I am not a data expert; my degree is in Communication. So, this post is to communicate with you about someone who is a data expert and to share the rationale I have adopted as a Mother who this past week sent my 3 children into school for the first time since March 2020.
Emily makes these two important statements:
"We're seeing fairly optimistic information about the idea that you could have schools operate safely, even in areas where there's some reasonable amount of community spread."
"There's a danger of just going too far and stating [covid-19] risk as if it is a totally different thing than all other risks anyone would ever face. That's not right. But then people push back on that. It does feel to many people like this is a totally different risk and it is the only thing anyone should ever be thinking about."
Our daughter, in PreK last February, would get home before her elementary school brothers.
The news would be on and she would complain, "All they keep saying is coronavirus, coronavirus, coronavirus." Eleven months later, "coronavirus" is a staple in our everyday vernacular and our family has a dedicated bin of masks by our garage door. Yes, we have adapted.
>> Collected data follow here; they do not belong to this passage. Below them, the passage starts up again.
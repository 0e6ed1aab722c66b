//! # Session State
//!
//! Who is signed in at this register. The signed-in user's id is the
//! cashier on checkouts and the actor on refunds.
//!
//! There is no password check here; authentication belongs to whatever
//! embeds the register.

use std::sync::Mutex;

use tally_core::User;

#[derive(Debug, Default)]
pub struct SessionState {
    user: Mutex<Option<User>>,
}

impl SessionState {
    pub fn new() -> Self {
        SessionState::default()
    }

    /// Signs `user` in, replacing whoever was signed in.
    pub fn sign_in(&self, user: User) {
        *self.user.lock().expect("Session mutex poisoned") = Some(user);
    }

    /// Signs out and returns who was signed in.
    pub fn sign_out(&self) -> Option<User> {
        self.user.lock().expect("Session mutex poisoned").take()
    }

    pub fn current_user(&self) -> Option<User> {
        self.user.lock().expect("Session mutex poisoned").clone()
    }

    /// Id of the signed-in user, if any.
    pub fn actor_id(&self) -> Option<String> {
        self.user
            .lock()
            .expect("Session mutex poisoned")
            .as_ref()
            .map(|u| u.id.clone())
    }
}

#[cfg(test)]
mod tests {
    use super::*;
    use tally_core::UserRole;

    #[test]
    fn test_sign_in_and_out() {
        let session = SessionState::new();
        assert!(session.actor_id().is_none());

        session.sign_in(User {
            id: "2".to_string(),
            username: "cashier".to_string(),
            name: "Cashier User".to_string(),
            role: UserRole::Cashier,
        });
        assert_eq!(session.actor_id().as_deref(), Some("2"));

        let previous = session.sign_out().unwrap();
        assert_eq!(previous.username, "cashier");
        assert!(session.current_user().is_none());
    }
}
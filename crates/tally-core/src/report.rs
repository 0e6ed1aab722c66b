//! # Sales Reports
//!
//! Read-only summaries over the ledger for the reports screen.
//!
//! ```text
//! ┌────────────────────────────────────────────────────────────────────────┐
//! │  transactions ──┐                                                      │
//! │                 ├──► filter by period ──► SalesReport                 │
//! │  refunds ───────┘    (today / month / all)   ├── headline figures     │
//! │                                              ├── top products         │
//! │                                              ├── tax by rate          │
//! │                                              ├── by payment method    │
//! │                                              └── by category          │
//! └────────────────────────────────────────────────────────────────────────┘
//! ```
//!
//! Figures are the settled amounts recorded at checkout. Revenue is gross of
//! refunds; refunds are reported alongside, not netted out.

use chrono::{DateTime, Datelike, TimeZone, Utc};
use serde::{Deserialize, Serialize};
use std::collections::{BTreeMap, HashSet};
use ts_rs::TS;

use crate::ledger::Transaction;
use crate::money::{Money, PreciseMoney};
use crate::refund::RefundRecord;
use crate::types::{PaymentMethod, TaxRate, TransactionStatus};

/// How many products the top-products table lists.
pub const TOP_PRODUCTS_LIMIT: usize = 5;

/// How many transactions the recent-sales table lists.
pub const RECENT_TRANSACTIONS_LIMIT: usize = 10;

// =============================================================================
// Period
// =============================================================================

#[derive(Debug, Clone, Copy, PartialEq, Eq, Serialize, Deserialize, TS)]
#[ts(export)]
#[serde(rename_all = "snake_case")]
pub enum ReportPeriod {
    /// Since midnight (UTC) of the current day.
    Today,
    /// Since the first of the current month.
    Month,
    All,
}

impl ReportPeriod {
    /// First instant inside the period, or `None` for all time.
    pub fn start(&self, now: DateTime<Utc>) -> Option<DateTime<Utc>> {
        let day = match self {
            ReportPeriod::Today => now.date_naive(),
            ReportPeriod::Month => now.date_naive().with_day(1)?,
            ReportPeriod::All => return None,
        };
        Some(Utc.from_utc_datetime(&day.and_hms_opt(0, 0, 0)?))
    }

    pub fn contains(&self, at: DateTime<Utc>, now: DateTime<Utc>) -> bool {
        self.start(now).map_or(true, |start| at >= start)
    }
}

// =============================================================================
// Report Rows
// =============================================================================

#[derive(Debug, Clone, PartialEq, Eq, Serialize, Deserialize, TS)]
#[ts(export)]
#[serde(rename_all = "camelCase")]
pub struct ProductSales {
    pub product_id: String,
    pub name: String,
    pub quantity: i64,
    /// Σ line subtotal, before tax.
    pub revenue: Money,
}

#[derive(Debug, Clone, PartialEq, Eq, Serialize, Deserialize, TS)]
#[ts(export)]
#[serde(rename_all = "camelCase")]
pub struct TaxBreakdown {
    pub rate: TaxRate,
    pub taxable: Money,
    pub tax: Money,
}

#[derive(Debug, Clone, PartialEq, Eq, Serialize, Deserialize, TS)]
#[ts(export)]
#[serde(rename_all = "camelCase")]
pub struct PaymentBreakdown {
    pub method: PaymentMethod,
    pub orders: usize,
    pub revenue: Money,
}

#[derive(Debug, Clone, PartialEq, Eq, Serialize, Deserialize, TS)]
#[ts(export)]
#[serde(rename_all = "camelCase")]
pub struct CategoryBreakdown {
    pub category: String,
    /// Σ line total with tax.
    pub revenue: Money,
    pub profit: Money,
}

// =============================================================================
// Sales Report
// =============================================================================

#[derive(Debug, Clone, PartialEq, Eq, Serialize, Deserialize, TS)]
#[ts(export)]
#[serde(rename_all = "camelCase")]
pub struct SalesReport {
    pub period: ReportPeriod,
    pub revenue: Money,
    pub tax: Money,
    pub profit: Money,
    pub cost_of_goods: Money,
    pub orders: usize,
    pub average_order_value: Money,
    /// Σ refunds dated inside the period.
    pub refunds_total: Money,
    pub refunded_orders: usize,
    pub partially_refunded_orders: usize,
    pub unique_customers: usize,
    pub top_products: Vec<ProductSales>,
    pub tax_breakdown: Vec<TaxBreakdown>,
    pub payment_breakdown: Vec<PaymentBreakdown>,
    pub category_breakdown: Vec<CategoryBreakdown>,
    /// Newest first.
    pub recent_transaction_ids: Vec<String>,
}

impl SalesReport {
    pub fn build(
        transactions: &[Transaction],
        refunds: &[RefundRecord],
        period: ReportPeriod,
        now: DateTime<Utc>,
    ) -> Self {
        let in_period: Vec<&Transaction> = transactions
            .iter()
            .filter(|t| period.contains(t.created_at, now))
            .collect();

        let revenue: Money = in_period.iter().map(|t| t.total).sum();
        let orders = in_period.len();

        let count_status = |status: TransactionStatus| {
            in_period.iter().filter(|t| t.status == status).count()
        };

        let unique_customers = in_period
            .iter()
            .filter_map(|t| t.customer_id())
            .collect::<HashSet<_>>()
            .len();

        let mut recent = in_period.clone();
        recent.sort_by(|a, b| b.created_at.cmp(&a.created_at));

        SalesReport {
            period,
            revenue,
            tax: in_period.iter().map(|t| t.total_tax).sum(),
            profit: in_period.iter().map(|t| t.profit).sum(),
            cost_of_goods: in_period.iter().map(|t| t.cost_of_goods()).sum(),
            orders,
            average_order_value: average(revenue, orders),
            refunds_total: refunds
                .iter()
                .filter(|r| period.contains(r.date, now))
                .map(|r| r.amount)
                .sum(),
            refunded_orders: count_status(TransactionStatus::Refunded),
            partially_refunded_orders: count_status(TransactionStatus::PartiallyRefunded),
            unique_customers,
            top_products: top_products(&in_period),
            tax_breakdown: tax_breakdown(&in_period),
            payment_breakdown: payment_breakdown(&in_period),
            category_breakdown: category_breakdown(&in_period),
            recent_transaction_ids: recent
                .iter()
                .take(RECENT_TRANSACTIONS_LIMIT)
                .map(|t| t.id.clone())
                .collect(),
        }
    }

    /// Profit as a percentage of revenue, 0 when nothing was sold.
    pub fn profit_margin(&self) -> f64 {
        if self.revenue.is_positive() {
            self.profit.cents() as f64 / self.revenue.cents() as f64 * 100.0
        } else {
            0.0
        }
    }
}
In March 2020, our country was in the fog of war regarding the pandemic. Schools shut down, cities locked down, and we were all understandably worried. Would are family get it? How are children faring with it? By May and June, we learned who was most vulnerable to the disease and how to mitigate. Now it is January 2021 and we have made little progress by way of advancing our students through the pandemic.
My concern is that we have stunted the progress of our community. Indian Prairie School District 204 perpetuated misinformation and fear by not offering the choice for both remote and in-person learning in August. The inequitable opportunities of education has created division within the community among parents, students, and staff. The road for our students to recover academically, socially, and emotionally is significant.
The testimony of remote-only advocates is compelling in its fear and sense of safety. Pre-existing conditions and concerns for the elderly are absolutely cause for concern and any efforts to ensure health and safety of students and the community is never going away. Yet, neither is Covid-19. We have to live with viruses and we know how to manage this one. The in-person schedule can and should be full-time for those who opt for it as we know who is most vulnerable to the disease and how to mitigate.
As a mother, I absolutely want our 3 children to be healthy, safe, and able to face adversity. If I let fear of every single tragic event that has occurred since their births-Sandy Hook, flu deaths, car accidents, plane crashes, cancer, drug overdoses, crime, etc.-determine their opportunities, we would never leave the house! My choice to send our kids back into school is based on data and appreciation for how our educational professionals excel at teaching and enrichment.